15 Instagram buy-outs; 384 Lionel Messis; 1 London Olympics; or 30 million iPads. These are just a few of the things you could have purchased if you had a spare $15 billion burning a hole in your pocket recently (and really, don’t we all?). But yesterday, the Global Fund added a big item to that list that’s much more compelling: the chance to help save lives and control AIDS, tuberculosis, and malaria in hundreds of countries around the world.
As donors meet today and tomorrow in Brussels, the Global Fund unveiled $15 billion as its “replenishment ask”—the amount it hopes to raise from interested stakeholders over the next three years to support its work. If you have followed this issue with us for a while, you will know that this is a process the Global Fund goes through every three years. In the last replenishment for 2011-2013, they succeeded in getting commitments totaling just under $12 billion, so this year’s replenishment will represent a big step up.

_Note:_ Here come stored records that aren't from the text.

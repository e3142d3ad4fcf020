//! Test helpers and utilities

use std::net::SocketAddr;
use std::time::Duration;

use emit::server::{Handler, Server};
use reqwest::{Client, Response, StatusCode};
use tokio::net::TcpListener;

/// In-process server bound to an ephemeral port.
pub struct TestServer {
    pub base_url: String,
    pub client: Client,
}

#[allow(dead_code)]
impl TestServer {
    /// Start serving `handler` in a background task.
    pub async fn start<H: Handler>(handler: H) -> Self {
        let listener = TcpListener::bind(SocketAddr::from(([127, 0, 0, 1], 0)))
            .await
            .expect("Failed to bind test listener");
        let server = Server::from_listener(listener, handler).with_access_log(true);
        let addr = server.local_addr().expect("Failed to read local address");

        tokio::spawn(async move {
            let _ = server.run().await;
        });

        let client = Client::builder()
            .timeout(Duration::from_secs(10))
            .build()
            .expect("Failed to create HTTP client");

        Self {
            base_url: format!("http://{}", addr),
            client,
        }
    }

    /// Make a GET request to the server
    pub async fn get(&self, path: &str) -> Response {
        self.client
            .get(format!("{}{}", self.base_url, path))
            .send()
            .await
            .expect("GET request failed")
    }
}

/// Assert response has expected status code
pub fn assert_status(resp: &Response, expected: StatusCode) {
    assert_eq!(
        resp.status(),
        expected,
        "Expected status {}, got {}",
        expected,
        resp.status()
    );
}

/// Assert response has header with exact value
pub fn assert_header(resp: &Response, name: &str, expected: &str) {
    let value = resp
        .headers()
        .get(name)
        .unwrap_or_else(|| panic!("Header '{}' not found", name))
        .to_str()
        .expect("Invalid header value");
    assert_eq!(value, expected, "Header '{}' mismatch", name);
}

/// Decode a JSON body into a string map
pub async fn json_map(resp: Response) -> std::collections::HashMap<String, String> {
    resp.json().await.expect("Body should be a JSON object")
}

In a time of economic restraint in most donor countries around the world, coming up with $15 billion will require more than just digging under the couch cushions. It will require donors like the US to fight back against potential budget cuts, and maintain a leadership role in funding; President Obama’s 2014 budget out today, which includes a $1.65 billion request for the Global Fund, is a first key step.
It will require Europeans to step up their commitments, just as we asked of them in our World AIDS Day 2012 report. It will require new donors, both from Europe and from emerging economies, to invest for the first time. It will require African nations, whose citizens are some of the most heavily impacted by these diseases and whose economies are in some cases growing the fastest, to recommit to spending 15% of their national budgets on health.
It will require new partnerships with the private, faith, and NGO sectors. And it will absolutely require ONE members from around the world to use their voices, put pressure on each of these groups, and let them know that they will be celebrated and supported for doing the right thing.
The work will be hard. But if we can to find a way to get the Global Fund the $15 billion it needs, and if we can convince other actors to continue scaling up their other health investments, too, we can achieve some pretty historic things. In fact, the Global Fund estimates that if collectively we could help fill the majority of a global $87 million funding gap for the three diseases, the world could look quite different by 2016:
- More than 18 million people living with HIV could receive antiretroviral treatment by 2016
- 17 million TB patients could receive treatment, saving almost 6 million lives between 2014-2016.
- Millions of new cases of malaria would be prevented, saving approximately 196,000 additional lives each year than could be saved with current funding levels.
- More than 1 million new HIV infections could be prevented each year.
That’s a world so beautiful it would be worth Instagramming 15 times over.